Retrieve every line of the data holding the word "trace".

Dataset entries
====

//! Bounded TTL/LRU cache for evaluation results
//!
//! A single lock guards all state, including the read path's TTL check and
//! LRU touch, so the cache is safe under concurrent readers and writers.
//! Expired entries are evicted lazily on lookup and counted as misses;
//! inserting into a full cache evicts exactly the least-recently-used
//! entry.

use lru::LruCache;
use parking_lot::Mutex;
use rust_decimal::Decimal;
use serde::Serialize;
use std::num::NonZeroUsize;
use std::time::{Duration, Instant};

/// Cache sizing and expiry configuration
#[derive(Debug, Clone, PartialEq, Eq)]
pub struct CacheConfig {
    /// Maximum number of entries
    pub capacity: usize,
    /// Entry time-to-live; `None` disables expiry
    pub ttl: Option<Duration>,
}

impl CacheConfig {
    /// Create a configuration with custom settings
    pub fn new(capacity: usize, ttl: Option<Duration>) -> Self {
        Self { capacity, ttl }
    }

    /// Configuration optimized for low memory usage
    pub fn low_memory() -> Self {
        Self {
            capacity: 100,
            ttl: Some(Duration::from_secs(60)),
        }
    }

    /// Configuration for tests: tiny capacity, very short TTL
    pub fn testing() -> Self {
        Self {
            capacity: 4,
            ttl: Some(Duration::from_millis(50)),
        }
    }
}

impl Default for CacheConfig {
    fn default() -> Self {
        Self {
            capacity: 1_000,
            ttl: Some(Duration::from_secs(300)),
        }
    }
}

/// Hit/miss accounting, accumulated until [`ResultCache::clear`]
#[derive(Debug, Default, Clone, Serialize)]
pub struct CacheStats {
    /// Number of cache hits
    pub hits: u64,
    /// Number of cache misses
    pub misses: u64,
}

impl CacheStats {
    /// Hit rate in [0, 1]; zero when the cache has not been queried
    pub fn hit_rate(&self) -> f64 {
        let total = self.hits + self.misses;
        if total == 0 {
            0.0
        } else {
            self.hits as f64 / total as f64
        }
    }
}

/// Point-in-time view of the cache returned by [`ResultCache::snapshot`]
#[derive(Debug, Clone, Serialize)]
pub struct CacheSnapshot {
    /// Current number of live entries
    pub size: usize,
    /// Configured maximum number of entries
    pub capacity: usize,
    /// Number of cache hits
    pub hits: u64,
    /// Number of cache misses
    pub misses: u64,
    /// Hit rate in [0, 1]
    pub hit_rate: f64,
}

struct CacheEntry {
    value: Decimal,
    inserted_at: Instant,
}

struct CacheState {
    entries: LruCache<String, CacheEntry>,
    stats: CacheStats,
}

/// Thread-safe TTL/LRU result cache
pub struct ResultCache {
    inner: Mutex<CacheState>,
    ttl: Option<Duration>,
    capacity: usize,
}

impl ResultCache {
    /// Create a cache from a configuration
    ///
    /// # Panics
    /// Panics if the configured capacity is 0
    pub fn new(config: CacheConfig) -> Self {
        assert!(config.capacity > 0, "cache capacity must be greater than 0");
        let capacity = NonZeroUsize::new(config.capacity).expect("capacity must be non-zero");

        Self {
            inner: Mutex::new(CacheState {
                entries: LruCache::new(capacity),
                stats: CacheStats::default(),
            }),
            ttl: config.ttl,
            capacity: config.capacity,
        }
    }

    /// Look up a key, promoting a live entry to most-recently-used
    ///
    /// An entry older than the TTL is evicted and counted as a miss.
    pub fn get(&self, key: &str) -> Option<Decimal> {
        let mut guard = self.inner.lock();
        let CacheState { entries, stats } = &mut *guard;

        match entries.get(key) {
            Some(entry) => match self.ttl {
                Some(ttl) if entry.inserted_at.elapsed() > ttl => {}
                _ => {
                    stats.hits += 1;
                    return Some(entry.value);
                }
            },
            None => {
                stats.misses += 1;
                return None;
            }
        }

        entries.pop(key);
        log::trace!("evicted expired cache entry: {key}");
        stats.misses += 1;
        None
    }

    /// Insert a result, evicting the least-recently-used entry when full
    pub fn put(&self, key: String, value: Decimal) {
        let mut state = self.inner.lock();
        if state.entries.len() == self.capacity && !state.entries.contains(&key) {
            log::trace!("cache full, evicting least-recently-used entry");
        }
        state.entries.put(
            key,
            CacheEntry {
                value,
                inserted_at: Instant::now(),
            },
        );
    }

    /// Check for a key without touching LRU order or counters
    pub fn contains(&self, key: &str) -> bool {
        self.inner.lock().entries.contains(key)
    }

    /// Drop all entries and reset the hit/miss counters
    pub fn clear(&self) {
        let mut state = self.inner.lock();
        state.entries.clear();
        state.stats = CacheStats::default();
    }

    /// Current number of live entries
    pub fn len(&self) -> usize {
        self.inner.lock().entries.len()
    }

    /// Check whether the cache is empty
    pub fn is_empty(&self) -> bool {
        self.len() == 0
    }

    /// Current hit/miss counters
    pub fn stats(&self) -> CacheStats {
        self.inner.lock().stats.clone()
    }

    /// Consistent snapshot of size and counters
    pub fn snapshot(&self) -> CacheSnapshot {
        let state = self.inner.lock();
        CacheSnapshot {
            size: state.entries.len(),
            capacity: self.capacity,
            hits: state.stats.hits,
            misses: state.stats.misses,
            hit_rate: state.stats.hit_rate(),
        }
    }
}

impl std::fmt::Debug for ResultCache {
    fn fmt(&self, f: &mut std::fmt::Formatter<'_>) -> std::fmt::Result {
        let snapshot = self.snapshot();
        f.debug_struct("ResultCache")
            .field("size", &snapshot.size)
            .field("capacity", &snapshot.capacity)
            .field("hits", &snapshot.hits)
            .field("misses", &snapshot.misses)
            .finish()
    }
}

#[cfg(test)]
mod tests {
    use super::*;
    use std::thread;

    fn dec(n: i64) -> Decimal {
        Decimal::from(n)
    }

    #[test]
    fn test_basic_operations() {
        let cache = ResultCache::new(CacheConfig::default());

        assert_eq!(cache.get("a"), None);
        cache.put("a".to_string(), dec(1));
        assert_eq!(cache.get("a"), Some(dec(1)));

        let stats = cache.stats();
        assert_eq!(stats.hits, 1);
        assert_eq!(stats.misses, 1);
        assert!((stats.hit_rate() - 0.5).abs() < f64::EPSILON);
    }

    #[test]
    fn test_lru_eviction_is_single_entry() {
        let cache = ResultCache::new(CacheConfig::new(2, None));

        cache.put("a".to_string(), dec(1));
        cache.put("b".to_string(), dec(2));

        // Touch "a" so "b" becomes the least recently used.
        cache.get("a");

        cache.put("c".to_string(), dec(3));
        assert!(cache.contains("a"));
        assert!(!cache.contains("b"));
        assert!(cache.contains("c"));
        assert_eq!(cache.len(), 2);
    }

    #[test]
    fn test_ttl_expiry_counts_as_miss() {
        let cache = ResultCache::new(CacheConfig::new(10, Some(Duration::from_millis(20))));

        cache.put("a".to_string(), dec(1));
        assert_eq!(cache.get("a"), Some(dec(1)));

        thread::sleep(Duration::from_millis(40));
        assert_eq!(cache.get("a"), None);

        let stats = cache.stats();
        assert_eq!(stats.hits, 1);
        assert_eq!(stats.misses, 1);

        // The expired entry is gone, not just hidden.
        assert_eq!(cache.len(), 0);
    }

    #[test]
    fn test_clear_resets_entries_and_counters() {
        let cache = ResultCache::new(CacheConfig::default());

        cache.put("a".to_string(), dec(1));
        cache.get("a");
        cache.get("missing");

        cache.clear();
        assert!(cache.is_empty());
        assert_eq!(cache.stats().hits, 0);
        assert_eq!(cache.stats().misses, 0);
    }

    #[test]
    fn test_concurrent_access() {
        let cache = std::sync::Arc::new(ResultCache::new(CacheConfig::new(100, None)));
        let mut handles = Vec::new();

        for i in 0..8 {
            let cache = std::sync::Arc::clone(&cache);
            handles.push(thread::spawn(move || {
                for j in 0..100 {
                    let key = format!("key-{}", (i + j) % 20);
                    cache.put(key.clone(), dec(j));
                    cache.get(&key);
                }
            }));
        }
        for handle in handles {
            handle.join().unwrap();
        }

        let stats = cache.stats();
        assert_eq!(stats.hits + stats.misses, 800);
    }

    #[test]
    #[should_panic(expected = "cache capacity must be greater than 0")]
    fn test_zero_capacity_panics() {
        ResultCache::new(CacheConfig::new(0, None));
    }
}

====

Solution to this problem
        log::trace!("evicted expired cache entry: {key}");
            log::trace!("cache full, evicting least-recently-used entry");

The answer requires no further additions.